***** RECORDS SUPPLIED

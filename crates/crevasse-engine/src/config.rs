//! Run-summary configuration.

use std::path::Path;

use serde::Deserialize;

use crate::error::SummaryError;

/// Seconds in one year of 365.2422 days.
pub const SECONDS_PER_YEAR: f64 = 3.155_692_597_47e7;

fn default_time_unit_name() -> String {
    "years".to_string()
}

fn default_seconds_per_time_unit() -> f64 {
    SECONDS_PER_YEAR
}

// ── RunSummaryConfig ──────────────────────────────────────────────

/// Units and scales of the run summary.
///
/// Loaded from a `[run_summary]` table. Defaults report time in years,
/// volume in km³ and area in km².
#[derive(Clone, Debug, PartialEq, Deserialize)]
#[serde(deny_unknown_fields)]
pub struct RunSummaryConfig {
    /// Name printed for the time unit. Default: `"years"`.
    #[serde(default = "default_time_unit_name")]
    pub time_unit_name: String,

    /// Length of one time unit in seconds. Default: one year.
    #[serde(default = "default_seconds_per_time_unit")]
    pub seconds_per_time_unit: f64,

    /// Volume is reported in units of `10^k km³`. Default: 0.
    #[serde(default)]
    pub volume_scale_factor_log10: i32,

    /// Area is reported in units of `10^k km²`. Default: 0.
    #[serde(default)]
    pub area_scale_factor_log10: i32,
}

impl Default for RunSummaryConfig {
    fn default() -> Self {
        Self {
            time_unit_name: default_time_unit_name(),
            seconds_per_time_unit: default_seconds_per_time_unit(),
            volume_scale_factor_log10: 0,
            area_scale_factor_log10: 0,
        }
    }
}

#[derive(Debug, Default, Deserialize)]
struct ConfigFile {
    #[serde(default)]
    run_summary: RunSummaryConfig,
}

impl RunSummaryConfig {
    /// Load from a TOML file containing a `[run_summary]` table.
    pub fn from_file(path: &Path) -> Result<Self, SummaryError> {
        let contents = std::fs::read_to_string(path)?;
        Self::parse(&contents)
    }

    /// Parse TOML text containing a `[run_summary]` table.
    pub fn parse(text: &str) -> Result<Self, SummaryError> {
        let file: ConfigFile = toml::from_str(text)?;
        file.run_summary.validate()?;
        Ok(file.run_summary)
    }

    /// Check the configuration for printable values.
    pub fn validate(&self) -> Result<(), SummaryError> {
        if self.time_unit_name.trim().is_empty() {
            return Err(SummaryError::EmptyTimeUnit);
        }
        if !(self.seconds_per_time_unit.is_finite() && self.seconds_per_time_unit > 0.0) {
            return Err(SummaryError::InvalidTimeUnitLength {
                value: self.seconds_per_time_unit,
            });
        }
        for (name, value) in [
            ("volume_scale_factor_log10", self.volume_scale_factor_log10),
            ("area_scale_factor_log10", self.area_scale_factor_log10),
        ] {
            if !(-9..=9).contains(&value) {
                return Err(SummaryError::ScaleOutOfRange { name, value });
            }
        }
        Ok(())
    }

    /// `10^k` volume divisor.
    pub fn volume_scale(&self) -> f64 {
        10f64.powi(self.volume_scale_factor_log10)
    }

    /// `10^k` area divisor.
    pub fn area_scale(&self) -> f64 {
        10f64.powi(self.area_scale_factor_log10)
    }

    /// Convert seconds to the configured time unit.
    pub fn to_time_units(&self, seconds: f64) -> f64 {
        seconds / self.seconds_per_time_unit
    }
}
//! Fracture growth laws.

use crevasse_core::PrincipalStrainRates;

/// Ratio of the fractured to the unfractured strain-rate threshold
/// scale in the Borstad relation (mean value of Borstad et al. 2016).
pub const BORSTAD_KAPPA: f64 = 2.8;

/// How fracture density grows once initiated.
#[derive(Clone, Copy, Debug, Default, PartialEq)]
pub enum GrowthLaw {
    /// `D += γ · e1 · (1 − D) · dt` where the criterion exceeds σcr.
    #[default]
    ThresholdLinear,
    /// Closed-form damage from the effective strain rate (Borstad et
    /// al. 2016), applied where the ice is thicker than `min_thickness`.
    ///
    /// The new density replaces the advected one outright; it is a
    /// quasi-equilibrium relation and is not scaled by the time step.
    Borstad {
        /// Minimum ice thickness (m).
        min_thickness: f64,
    },
}

/// Growth law plus the constants it needs.
#[derive(Clone, Copy, Debug, PartialEq)]
pub struct GrowthParams {
    /// Growth constant γ.
    pub gamma: f64,
    /// Initiation threshold σcr (Pa).
    pub sigma_cr: f64,
    /// Selected law.
    pub law: GrowthLaw,
}

impl GrowthParams {
    /// Whether `measure` initiates fracturing.
    pub fn initiates(&self, measure: f64) -> bool {
        measure > self.sigma_cr
    }

    /// Linear growth rate `γ · e1 · (1 − D)` (s⁻¹).
    pub fn rate(&self, e1: f64, damage: f64) -> f64 {
        self.gamma * e1 * (1.0 - damage)
    }

    /// Advance `damage` (already advected) by one step.
    ///
    /// `measure` is the initiation criterion; `thickness`, `hardness`
    /// and `exponent` are only consulted by the Borstad law.
    pub fn grow(
        &self,
        damage: f64,
        measure: f64,
        strain: PrincipalStrainRates,
        thickness: f64,
        hardness: f64,
        exponent: f64,
        dt: f64,
    ) -> f64 {
        match self.law {
            GrowthLaw::ThresholdLinear => {
                if self.initiates(measure) {
                    damage + self.rate(strain.e1, damage) * dt
                } else {
                    damage
                }
            }
            GrowthLaw::Borstad { min_thickness } => {
                if thickness > min_thickness {
                    borstad(self.sigma_cr, hardness, strain, damage, exponent).unwrap_or(damage)
                } else {
                    damage
                }
            }
        }
    }
}

/// Damage implied by the Borstad relation, or `None` if the cell is
/// below its fracture threshold.
///
/// With `ee` the effective strain rate and `e0 = (σcr / B)^n` the
/// threshold of intact ice, fracture forms when `ee > e0` and the
/// effective stress `B · ee^(1/n) · (1 − D)` exceeds the degraded
/// threshold `σcr · exp((e0 − ee) / (e0 (κ − 1)))`.
pub fn borstad(
    sigma_cr: f64,
    hardness: f64,
    strain: PrincipalStrainRates,
    damage: f64,
    exponent: f64,
) -> Option<f64> {
    let ee = strain.effective();
    let e0 = (sigma_cr / hardness).powf(exponent);
    let ex = ((e0 - ee) / (e0 * (BORSTAD_KAPPA - 1.0))).exp();
    let threshold = sigma_cr * ex;
    let stress = hardness * ee.powf(1.0 / exponent) * (1.0 - damage);
    if stress > threshold && ee > e0 {
        Some(1.0 - ex * (ee / e0).powf(-1.0 / exponent))
    } else {
        None
    }
}
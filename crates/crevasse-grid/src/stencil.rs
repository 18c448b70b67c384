//! Neighbourhood views over a halo-carrying array.

/// Four-point star: centre plus east/west/north/south neighbours.
///
/// `e` is `(i+1, j)`, `w` is `(i−1, j)`, `n` is `(i, j+1)`, `s` is `(i, j−1)`.
#[derive(Clone, Copy, Debug, Default, PartialEq)]
pub struct Star<T> {
    /// Centre value.
    pub c: T,
    /// East neighbour.
    pub e: T,
    /// West neighbour.
    pub w: T,
    /// North neighbour.
    pub n: T,
    /// South neighbour.
    pub s: T,
}

/// Full 3×3 neighbourhood, including diagonals.
#[derive(Clone, Copy, Debug, Default, PartialEq)]
pub struct Box3<T> {
    /// `values[dj + 1][di + 1]` holds the value at `(i + di, j + dj)`.
    values: [[T; 3]; 3],
}

impl<T: Copy> Box3<T> {
    /// Build from a row-major `[dj + 1][di + 1]` table.
    pub const fn from_rows(values: [[T; 3]; 3]) -> Self {
        Self { values }
    }

    /// Value at offset `(di, dj)`, each in `-1..=1`.
    ///
    /// # Panics
    ///
    /// Panics if an offset is outside `-1..=1`.
    pub fn at(&self, di: i8, dj: i8) -> T {
        self.values[(dj + 1) as usize][(di + 1) as usize]
    }

    /// Centre value.
    pub fn center(&self) -> T {
        self.at(0, 0)
    }

    /// The four-point star contained in this box.
    pub fn star(&self) -> Star<T> {
        Star {
            c: self.at(0, 0),
            e: self.at(1, 0),
            w: self.at(-1, 0),
            n: self.at(0, 1),
            s: self.at(0, -1),
        }
    }

    /// A box holding `value` everywhere.
    pub fn uniform(value: T) -> Self {
        Self {
            values: [[value; 3]; 3],
        }
    }
}
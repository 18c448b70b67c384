//! Ice-shelf scenario fixtures.
//!
//! [`ShelfBuilder`] produces a [`Shelf`]: a floating shelf on a small grid
//! with every input a fracture update needs, uniform unless overridden.

use crevasse_core::{CellType, DeviatoricStress, PrincipalStrainRates, Velocity};
use crevasse_fracture::{FlowInputs, StepInputs};
use crevasse_grid::{Array2D, EdgeBehavior, Grid2D, Scalar};

/// Owned input fields on one grid.
pub struct Shelf {
    pub grid: Grid2D,
    pub velocity: Array2D<Velocity>,
    pub thickness: Scalar,
    pub cell_type: Array2D<CellType>,
    pub bc_mask: Scalar,
    pub hardness: Scalar,
    pub strain_rates: Array2D<PrincipalStrainRates>,
    pub stresses: Array2D<DeviatoricStress>,
}

impl Shelf {
    pub fn flow_inputs(&self) -> FlowInputs<'_> {
        FlowInputs {
            velocity: &self.velocity,
            thickness: &self.thickness,
            cell_type: &self.cell_type,
            bc_mask: &self.bc_mask,
            hardness: &self.hardness,
        }
    }

    pub fn inputs(&self) -> StepInputs<'_> {
        StepInputs {
            flow: self.flow_inputs(),
            strain_rates: &self.strain_rates,
            stresses: &self.stresses,
        }
    }

    /// Overwrite the classification of one cell.
    pub fn set_cell_type(&mut self, i: usize, j: usize, cell: CellType) {
        self.cell_type.set(i, j, cell);
    }
}

/// Builder for [`Shelf`].
///
/// Defaults: 1 km spacing, floating ice 300 m thick, still ice, hardness
/// `1e8`, `e1 = 1e-9 s⁻¹`, zero stress, no boundary mask.
pub struct ShelfBuilder {
    mx: usize,
    my: usize,
    spacing: f64,
    edge: EdgeBehavior,
    velocity: Velocity,
    thickness: f64,
    hardness: f64,
    strain: PrincipalStrainRates,
    stress: DeviatoricStress,
    grounded_columns: usize,
}

impl ShelfBuilder {
    pub fn new(mx: usize, my: usize) -> Self {
        Self {
            mx,
            my,
            spacing: 1.0e3,
            edge: EdgeBehavior::default(),
            velocity: Velocity::default(),
            thickness: 300.0,
            hardness: 1.0e8,
            strain: PrincipalStrainRates::new(1.0e-9, 0.0),
            stress: DeviatoricStress::default(),
            grounded_columns: 0,
        }
    }

    pub fn spacing(mut self, spacing: f64) -> Self {
        self.spacing = spacing;
        self
    }

    pub fn edge(mut self, edge: EdgeBehavior) -> Self {
        self.edge = edge;
        self
    }

    pub fn velocity(mut self, u: f64, v: f64) -> Self {
        self.velocity = Velocity::new(u, v);
        self
    }

    pub fn thickness(mut self, h: f64) -> Self {
        self.thickness = h;
        self
    }

    pub fn hardness(mut self, b: f64) -> Self {
        self.hardness = b;
        self
    }

    pub fn strain(mut self, e1: f64, e2: f64) -> Self {
        self.strain = PrincipalStrainRates::new(e1, e2);
        self
    }

    pub fn stress(mut self, xx: f64, yy: f64, xy: f64) -> Self {
        self.stress = DeviatoricStress::new(xx, yy, xy);
        self
    }

    /// Make the first `n` columns grounded ice with the boundary mask set.
    pub fn grounded_columns(mut self, n: usize) -> Self {
        self.grounded_columns = n;
        self
    }

    /// # Panics
    ///
    /// Panics if the grid dimensions or spacing are invalid.
    pub fn build(self) -> Shelf {
        let grid = Grid2D::new(self.mx, self.my, self.spacing, self.spacing)
            .expect("valid shelf grid")
            .with_edge(self.edge);
        let grounded = self.grounded_columns;
        Shelf {
            velocity: Array2D::filled(&grid, self.velocity),
            thickness: Scalar::filled(&grid, self.thickness),
            cell_type: Array2D::from_fn(&grid, |i, _| {
                if i < grounded {
                    CellType::GroundedIce
                } else {
                    CellType::FloatingIce
                }
            }),
            bc_mask: Scalar::from_fn(&grid, |i, _| if i < grounded { 1.0 } else { 0.0 }),
            hardness: Scalar::filled(&grid, self.hardness),
            strain_rates: Array2D::filled(&grid, self.strain),
            stresses: Array2D::filled(&grid, self.stress),
            grid,
        }
    }
}
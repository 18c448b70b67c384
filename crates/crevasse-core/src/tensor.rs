//! Per-cell kinematic and stress values supplied by the stress balance.

/// Horizontal ice velocity at a cell centre, in m/s.
#[derive(Clone, Copy, Debug, Default, PartialEq)]
pub struct Velocity {
    /// x component.
    pub u: f64,
    /// y component.
    pub v: f64,
}

impl Velocity {
    /// Construct from components.
    pub const fn new(u: f64, v: f64) -> Self {
        Self { u, v }
    }

    /// Whether both components are finite.
    pub fn is_finite(&self) -> bool {
        self.u.is_finite() && self.v.is_finite()
    }
}

/// Principal components of the horizontal strain-rate tensor, in 1/s.
///
/// By convention `e1 >= e2`.
#[derive(Clone, Copy, Debug, Default, PartialEq)]
pub struct PrincipalStrainRates {
    /// Major eigenvalue.
    pub e1: f64,
    /// Minor eigenvalue.
    pub e2: f64,
}

impl PrincipalStrainRates {
    /// Construct from eigenvalues.
    pub const fn new(e1: f64, e2: f64) -> Self {
        Self { e1, e2 }
    }

    /// Effective strain rate `sqrt(e1² + e2² − e1·e2)`.
    pub fn effective(&self) -> f64 {
        (self.e1 * self.e1 + self.e2 * self.e2 - self.e1 * self.e2).sqrt()
    }
}

/// Symmetric 2×2 deviatoric stress tensor, in Pa.
#[derive(Clone, Copy, Debug, Default, PartialEq)]
pub struct DeviatoricStress {
    /// Normal stress in x.
    pub xx: f64,
    /// Normal stress in y.
    pub yy: f64,
    /// Shear stress.
    pub xy: f64,
}

impl DeviatoricStress {
    /// Construct from components.
    pub const fn new(xx: f64, yy: f64, xy: f64) -> Self {
        Self { xx, yy, xy }
    }

    /// Isotropic tensor `diag(s, s)`.
    pub const fn isotropic(s: f64) -> Self {
        Self {
            xx: s,
            yy: s,
            xy: 0.0,
        }
    }
}

#[cfg(test)]
mod tests {
    use super::*;

    #[test]
    fn effective_strain_rate_uniaxial() {
        let e = PrincipalStrainRates::new(2e-9, 0.0);
        assert!((e.effective() - 2e-9).abs() < 1e-24);
    }

    #[test]
    fn effective_strain_rate_equal_biaxial() {
        // e1 = e2 = a  =>  sqrt(a² + a² − a²) = a
        let e = PrincipalStrainRates::new(3e-10, 3e-10);
        assert!((e.effective() - 3e-10).abs() < 1e-24);
    }

    #[test]
    fn velocity_finiteness() {
        assert!(Velocity::new(1.0, -2.0).is_finite());
        assert!(!Velocity::new(f64::NAN, 0.0).is_finite());
        assert!(!Velocity::new(0.0, f64::INFINITY).is_finite());
    }
}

**********

WORK REQUEST | Show the lines from the data above that contain the string "Panics".

PROBLEM SOLUTION |
    /// # Panics
    /// Panics if an offset is outside `-1..=1`.
    /// # Panics
    /// Panics if the grid dimensions or spacing are invalid.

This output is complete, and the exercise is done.